**Work task**
Please list all lines of the material below in which the string "array" occurs.

# # # # # # #

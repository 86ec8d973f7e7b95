//! User registration and activation endpoints.

use axum::{extract::State, http::StatusCode, response::IntoResponse, Json};
use chrono::{Duration, Utc};
use serde_json::json;

use super::{ensure_valid, JsonBody};
use crate::auth::hash_password;
use crate::db::DbError;
use crate::errors::AppError;
use crate::models::{
    permissions, validate_password_plaintext, validate_token_plaintext, ActivateUserRequest,
    RegisterUserRequest, Scope, User,
};
use crate::validator::Validator;
use crate::AppState;

/// Lifetime of the token mailed out at registration, in days.
pub const ACTIVATION_TOKEN_DAYS: i64 = 3;

/// POST /v1/users - Register a new, not yet activated, user.
///
/// The welcome mail carrying the activation token is sent in the background;
/// the response does not wait for it.
pub async fn register_user(
    State(state): State<AppState>,
    JsonBody(request): JsonBody<RegisterUserRequest>,
) -> Result<impl IntoResponse, AppError> {
    let mut user = User {
        id: 0,
        created_at: Utc::now(),
        name: request.name,
        email: request.email,
        password_hash: String::new(),
        activated: false,
        version: 1,
    };

    let mut v = Validator::new();
    user.validate(&mut v);
    validate_password_plaintext(&mut v, &request.password);
    ensure_valid(v)?;

    user.password_hash = hash_password(request.password).await?;

    let token = match state
        .repo
        .users
        .register(
            &mut user,
            permissions::DEFAULT,
            Duration::days(ACTIVATION_TOKEN_DAYS),
        )
        .await
    {
        Ok(token) => token,
        Err(DbError::DuplicateEmail) => {
            return Err(AppError::field(
                "email",
                "a user with this email address already exists",
            ))
        }
        Err(e) => return Err(e.into()),
    };

    tracing::info!(user_id = user.id, "user registered");

    let mailer = state.mailer.clone();
    let (email, user_id) = (user.email.clone(), user.id);
    state.background.spawn("welcome-email", async move {
        mailer.send_welcome(&email, user_id, &token.plaintext).await
    });

    Ok((StatusCode::ACCEPTED, Json(json!({ "user": user }))))
}

/// PUT /v1/users/activated - Redeem an activation token.
pub async fn activate_user(
    State(state): State<AppState>,
    JsonBody(request): JsonBody<ActivateUserRequest>,
) -> Result<impl IntoResponse, AppError> {
    let mut v = Validator::new();
    validate_token_plaintext(&mut v, &request.token);
    ensure_valid(v)?;

    let mut user = match state
        .repo
        .tokens
        .get_for_token(Scope::Activation, &request.token)
        .await
    {
        Ok(user) => user,
        Err(DbError::NotFound) => {
            return Err(AppError::field(
                "token",
                "invalid or expired activation token",
            ))
        }
        Err(e) => return Err(e.into()),
    };

    user.activated = true;
    state.repo.users.update(&mut user).await?;

    state
        .repo
        .tokens
        .delete_all_for_user(Scope::Activation, user.id)
        .await?;

    tracing::info!(user_id = user.id, "user activated");
    Ok(Json(json!({ "user": user })))
}
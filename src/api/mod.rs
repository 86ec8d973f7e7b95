//! REST API module.
//!
//! Handlers for the `/v1` routes plus the request extractors they share.

mod healthcheck;
mod quotes;
mod schools;
mod tokens;
mod users;

pub use healthcheck::*;
pub use quotes::*;
pub use schools::*;
pub use tokens::*;
pub use users::*;

use std::collections::HashMap;

use axum::{
    body::Bytes,
    extract::{FromRequest, FromRequestParts, Path, Query, Request},
    http::{request::Parts, HeaderMap, StatusCode},
};
use serde::de::DeserializeOwned;
use serde_json::error::Category;

use crate::errors::AppError;
use crate::filters::{Filters, DEFAULT_PAGE, DEFAULT_PAGE_SIZE, DEFAULT_SORT};
use crate::validator::Validator;

/// Largest request body accepted, in bytes.
pub const MAX_BODY_BYTES: usize = 1_048_576;

/// Header carrying the version a client expects to be replacing.
pub const EXPECTED_VERSION_HEADER: &str = "x-expected-version";

/// JSON request body. Decoding failures become 400s with a message the
/// client can act on.
pub struct JsonBody<T>(pub T);

impl<T, S> FromRequest<S> for JsonBody<T>
where
    T: DeserializeOwned,
    S: Send + Sync,
{
    type Rejection = AppError;

    async fn from_request(req: Request, state: &S) -> Result<Self, Self::Rejection> {
        let bytes = Bytes::from_request(req, state).await.map_err(|rejection| {
            if rejection.status() == StatusCode::PAYLOAD_TOO_LARGE {
                AppError::MalformedRequest(format!(
                    "body must not be larger than {MAX_BODY_BYTES} bytes"
                ))
            } else {
                AppError::MalformedRequest(rejection.body_text())
            }
        })?;

        decode_json(&bytes).map(JsonBody)
    }
}

fn decode_json<T: DeserializeOwned>(bytes: &[u8]) -> Result<T, AppError> {
    if bytes.iter().all(u8::is_ascii_whitespace) {
        return Err(AppError::MalformedRequest("body must not be empty".to_string()));
    }

    serde_json::from_slice(bytes).map_err(|err| AppError::MalformedRequest(describe_json_error(&err)))
}

fn describe_json_error(err: &serde_json::Error) -> String {
    let message = err.to_string();
    match err.classify() {
        Category::Eof => "body contains badly-formed JSON".to_string(),
        Category::Syntax if message.starts_with("trailing characters") => {
            "body must only contain a single JSON value".to_string()
        }
        Category::Syntax => format!(
            "body contains badly-formed JSON (at line {}, column {})",
            err.line(),
            err.column()
        ),
        Category::Data if message.starts_with("unknown field") => {
            let field = message.split('`').nth(1).unwrap_or_default();
            format!("body contains unknown key \"{field}\"")
        }
        Category::Data if message.starts_with("invalid type") => format!(
            "body contains incorrect JSON type (at line {}, column {})",
            err.line(),
            err.column()
        ),
        Category::Data | Category::Io => format!("body contains invalid JSON: {message}"),
    }
}

/// Query string parameters, with the lenient readers the listing handlers use.
pub struct QueryParams(HashMap<String, String>);

impl<S: Send + Sync> FromRequestParts<S> for QueryParams {
    type Rejection = AppError;

    async fn from_request_parts(parts: &mut Parts, state: &S) -> Result<Self, Self::Rejection> {
        let Query(params) = Query::<HashMap<String, String>>::from_request_parts(parts, state)
            .await
            .map_err(|rejection| AppError::MalformedRequest(rejection.body_text()))?;
        Ok(QueryParams(params))
    }
}

impl QueryParams {
    fn present(&self, key: &str) -> Option<&str> {
        self.0.get(key).map(String::as_str).filter(|v| !v.is_empty())
    }

    pub fn read_string(&self, key: &str, default: &str) -> String {
        self.present(key).unwrap_or(default).to_string()
    }

    /// Comma separated list. Empty segments are dropped.
    pub fn read_csv(&self, key: &str) -> Vec<String> {
        self.present(key)
            .map(|v| {
                v.split(',')
                    .map(str::trim)
                    .filter(|s| !s.is_empty())
                    .map(str::to_string)
                    .collect()
            })
            .unwrap_or_default()
    }

    /// Integer parameter. A value that does not parse records an error
    /// under `key` and yields `default`.
    pub fn read_int(&self, key: &str, default: i64, v: &mut Validator) -> i64 {
        match self.present(key) {
            None => default,
            Some(raw) => raw.parse().unwrap_or_else(|_| {
                v.add_error(key, "must be an integer value");
                default
            }),
        }
    }

    /// Pagination and sort parameters, unvalidated.
    pub fn read_filters(&self, v: &mut Validator) -> Filters {
        Filters {
            page: self.read_int("page", DEFAULT_PAGE, v),
            page_size: self.read_int("page_size", DEFAULT_PAGE_SIZE, v),
            sort: self.read_string("sort", DEFAULT_SORT),
        }
    }
}

/// The `{id}` path segment. Anything that is not a positive integer is
/// reported as a missing resource.
pub struct IdParam(pub i64);

impl<S: Send + Sync> FromRequestParts<S> for IdParam {
    type Rejection = AppError;

    async fn from_request_parts(parts: &mut Parts, state: &S) -> Result<Self, Self::Rejection> {
        let Path(raw) = Path::<String>::from_request_parts(parts, state)
            .await
            .map_err(|_| AppError::NotFound)?;

        match raw.parse::<i64>() {
            Ok(id) if id >= 1 => Ok(IdParam(id)),
            _ => Err(AppError::NotFound),
        }
    }
}

/// Version named by the `X-Expected-Version` header, if sent.
pub fn expected_version(headers: &HeaderMap) -> Result<Option<i64>, AppError> {
    let Some(value) = headers.get(EXPECTED_VERSION_HEADER) else {
        return Ok(None);
    };

    value
        .to_str()
        .ok()
        .and_then(|v| v.trim().parse().ok())
        .map(Some)
        .ok_or_else(|| {
            AppError::MalformedRequest("X-Expected-Version header must be an integer".to_string())
        })
}

/// Stop if the validator collected any errors.
pub fn ensure_valid(v: Validator) -> Result<(), AppError> {
    if v.valid() {
        return Ok(());
    }

    tracing::debug!(fields = ?v.errors().keys().collect::<Vec<_>>(), "validation failed");
    Err(AppError::Validation(v.into_errors()))
}

#[cfg(test)]
mod tests {
    use axum::http::HeaderValue;
    use serde::Deserialize;

    use super::*;

    #[derive(Debug, Deserialize)]
    #[serde(deny_unknown_fields)]
    #[allow(dead_code)]
    struct Input {
        #[serde(default)]
        name: String,
        #[serde(default)]
        tags: Vec<String>,
    }

    fn decode_message(body: &str) -> String {
        match decode_json::<Input>(body.as_bytes()) {
            Err(AppError::MalformedRequest(msg)) => msg,
            other => panic!("expected malformed request, got {other:?}"),
        }
    }

    #[test]
    fn test_decode_error_messages() {
        assert_eq!(decode_message(""), "body must not be empty");
        assert_eq!(decode_message("  \n"), "body must not be empty");
        assert_eq!(decode_message(r#"{"name": "a""#), "body contains badly-formed JSON");
        assert!(decode_message(r#"{"name": "a",}"#).starts_with("body contains badly-formed JSON (at line 1"));
        assert_eq!(
            decode_message(r#"{"name": "a"} {"name": "b"}"#),
            "body must only contain a single JSON value"
        );
        assert_eq!(
            decode_message(r#"{"nickname": "a"}"#),
            r#"body contains unknown key "nickname""#
        );
        assert!(decode_message(r#"{"name": 42}"#).starts_with("body contains incorrect JSON type"));
    }

    #[test]
    fn test_decode_success() {
        let input: Input = decode_json(br#"{"name": "a", "tags": ["x"]}"#).unwrap();
        assert_eq!(input.name, "a");
        assert_eq!(input.tags, vec!["x"]);
    }

    fn params(pairs: &[(&str, &str)]) -> QueryParams {
        QueryParams(
            pairs
                .iter()
                .map(|(k, v)| (k.to_string(), v.to_string()))
                .collect(),
        )
    }

    #[test]
    fn test_query_readers() {
        let qs = params(&[
            ("author", "Seneca"),
            ("category", "life, death,,"),
            ("page", "3"),
            ("page_size", "ten"),
            ("sort", ""),
        ]);
        let mut v = Validator::new();

        assert_eq!(qs.read_string("author", ""), "Seneca");
        assert_eq!(qs.read_string("missing", "fallback"), "fallback");
        assert_eq!(qs.read_csv("category"), vec!["life", "death"]);
        assert!(qs.read_csv("missing").is_empty());

        let filters = qs.read_filters(&mut v);
        assert_eq!(filters.page, 3);
        assert_eq!(filters.page_size, DEFAULT_PAGE_SIZE);
        assert_eq!(filters.sort, DEFAULT_SORT);
        assert_eq!(v.errors()["page_size"], "must be an integer value");
    }

    #[test]
    fn test_expected_version_header() {
        let mut headers = HeaderMap::new();
        assert_eq!(expected_version(&headers).unwrap(), None);

        headers.insert(EXPECTED_VERSION_HEADER, HeaderValue::from_static("4"));
        assert_eq!(expected_version(&headers).unwrap(), Some(4));

        headers.insert(EXPECTED_VERSION_HEADER, HeaderValue::from_static("four"));
        assert!(matches!(
            expected_version(&headers),
            Err(AppError::MalformedRequest(_))
        ));
    }
}
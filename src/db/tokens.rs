//! Token access object.
//!
//! Rows are keyed by the SHA-256 digest of the plaintext; the plaintext
//! itself never reaches the database.

use chrono::{Duration, Utc};
use sqlx::{Executor, Sqlite, SqlitePool};

use super::{bounded, user_from_row, DbError, USER_COLUMNS};
use crate::models::{hash_plaintext, Scope, Token, User};

#[derive(Clone)]
pub struct TokenStore {
    pool: SqlitePool,
}

impl TokenStore {
    pub fn new(pool: SqlitePool) -> Self {
        Self { pool }
    }

    /// Generate and persist a token. The returned value carries the only
    /// copy of the plaintext.
    pub async fn new_token(&self, user_id: i64, ttl: Duration, scope: Scope) -> Result<Token, DbError> {
        let token = Token::generate(user_id, ttl, scope);
        self.insert(&token).await?;
        Ok(token)
    }

    pub async fn insert(&self, token: &Token) -> Result<(), DbError> {
        bounded(async { insert_token(&self.pool, token).await.map_err(DbError::from) }).await
    }

    /// Owner of an unexpired token of `scope` whose hash matches `plaintext`.
    pub async fn get_for_token(&self, scope: Scope, plaintext: &str) -> Result<User, DbError> {
        let hash = hash_plaintext(plaintext);
        let query = format!(
            r#"SELECT {USER_COLUMNS}
               FROM users
               INNER JOIN tokens ON users.id = tokens.user_id
               WHERE tokens.hash = ? AND tokens.scope = ? AND tokens.expiry > ?"#
        );

        let row = bounded(async {
            sqlx::query(&query)
                .bind(&hash)
                .bind(scope.as_str())
                .bind(Utc::now().timestamp())
                .fetch_optional(&self.pool)
                .await
                .map_err(DbError::from)
        })
        .await?;

        row.as_ref().map(user_from_row).ok_or(DbError::NotFound)
    }

    pub async fn delete_all_for_user(&self, scope: Scope, user_id: i64) -> Result<(), DbError> {
        bounded(async {
            sqlx::query("DELETE FROM tokens WHERE scope = ? AND user_id = ?")
                .bind(scope.as_str())
                .bind(user_id)
                .execute(&self.pool)
                .await
                .map_err(DbError::from)
        })
        .await?;
        Ok(())
    }
}

pub(crate) async fn insert_token<'e, E>(executor: E, token: &Token) -> Result<(), sqlx::Error>
where
    E: Executor<'e, Database = Sqlite>,
{
    sqlx::query("INSERT INTO tokens (hash, user_id, expiry, scope) VALUES (?, ?, ?, ?)")
        .bind(&token.hash)
        .bind(token.user_id)
        .bind(token.expiry.timestamp())
        .bind(token.scope.as_str())
        .execute(executor)
        .await?;
    Ok(())
}
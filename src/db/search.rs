//! Word-level text matching for list queries.
//!
//! Searchable fields are stored next to a JSON array of their lowercased
//! words. A search term matches a record when every word of the term is one
//! of the record's words, so matching is done entirely with bound JSON
//! parameters and `json_each`.

/// Lowercased alphanumeric words of `text`, deduplicated, in order of first
/// appearance.
pub fn terms(text: &str) -> Vec<String> {
    let mut words: Vec<String> = Vec::new();
    for word in text
        .split(|c: char| !c.is_alphanumeric())
        .filter(|w| !w.is_empty())
        .map(str::to_lowercase)
    {
        if !words.contains(&word) {
            words.push(word);
        }
    }
    words
}

/// How a free-text filter constrains a listing.
#[derive(Debug, Clone, PartialEq, Eq)]
pub enum TextFilter {
    /// Every record passes; the filter was empty.
    Any,
    /// No record can pass; the filter held no words.
    Nothing,
    /// Records must contain all of these words.
    AllOf(Vec<String>),
}

impl TextFilter {
    pub fn parse(input: &str) -> Self {
        if input.is_empty() {
            return TextFilter::Any;
        }
        match terms(input) {
            words if words.is_empty() => TextFilter::Nothing,
            words => TextFilter::AllOf(words),
        }
    }

    /// Words to bind as the JSON parameter. `None` means nothing can match.
    pub fn required_words(&self) -> Option<&[String]> {
        match self {
            TextFilter::Any => Some(&[] as &[String]),
            TextFilter::Nothing => None,
            TextFilter::AllOf(words) => Some(words.as_slice()),
        }
    }
}

/// SQL predicate: every element of the JSON array `param` is contained in
/// the JSON array column `column`. An empty array matches every row.
pub(crate) fn contains_all(param: &str, column: &str) -> String {
    format!(
        "NOT EXISTS (SELECT 1 FROM json_each({param}) AS wanted \
         WHERE wanted.value NOT IN (SELECT value FROM json_each({column})))"
    )
}

#[cfg(test)]
mod tests {
    use super::*;

    #[test]
    fn test_terms_lowercase_and_split() {
        assert_eq!(
            terms("Marcus Aurelius, the Emperor!"),
            vec!["marcus", "aurelius", "the", "emperor"]
        );
    }

    #[test]
    fn test_terms_deduplicate() {
        assert_eq!(terms("to be or not to be"), vec!["to", "be", "or", "not"]);
    }

    #[test]
    fn test_terms_unicode() {
        assert_eq!(terms("Gödel's Café"), vec!["gödel", "s", "café"]);
    }

    #[test]
    fn test_empty_filter_matches_everything() {
        assert_eq!(TextFilter::parse(""), TextFilter::Any);
        assert_eq!(TextFilter::parse("").required_words(), Some(&[] as &[String]));
    }

    #[test]
    fn test_punctuation_only_filter_matches_nothing() {
        assert_eq!(TextFilter::parse("?!"), TextFilter::Nothing);
        assert_eq!(TextFilter::parse("  ").required_words(), None);
    }

    #[test]
    fn test_words_filter() {
        assert_eq!(
            TextFilter::parse("Seneca"),
            TextFilter::AllOf(vec!["seneca".to_string()])
        );
    }
}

# # # # # # #

**Answer section**
//! Searchable fields are stored next to a JSON array of their lowercased
/// SQL predicate: every element of the JSON array `param` is contained in
/// the JSON array column `column`. An empty array matches every row.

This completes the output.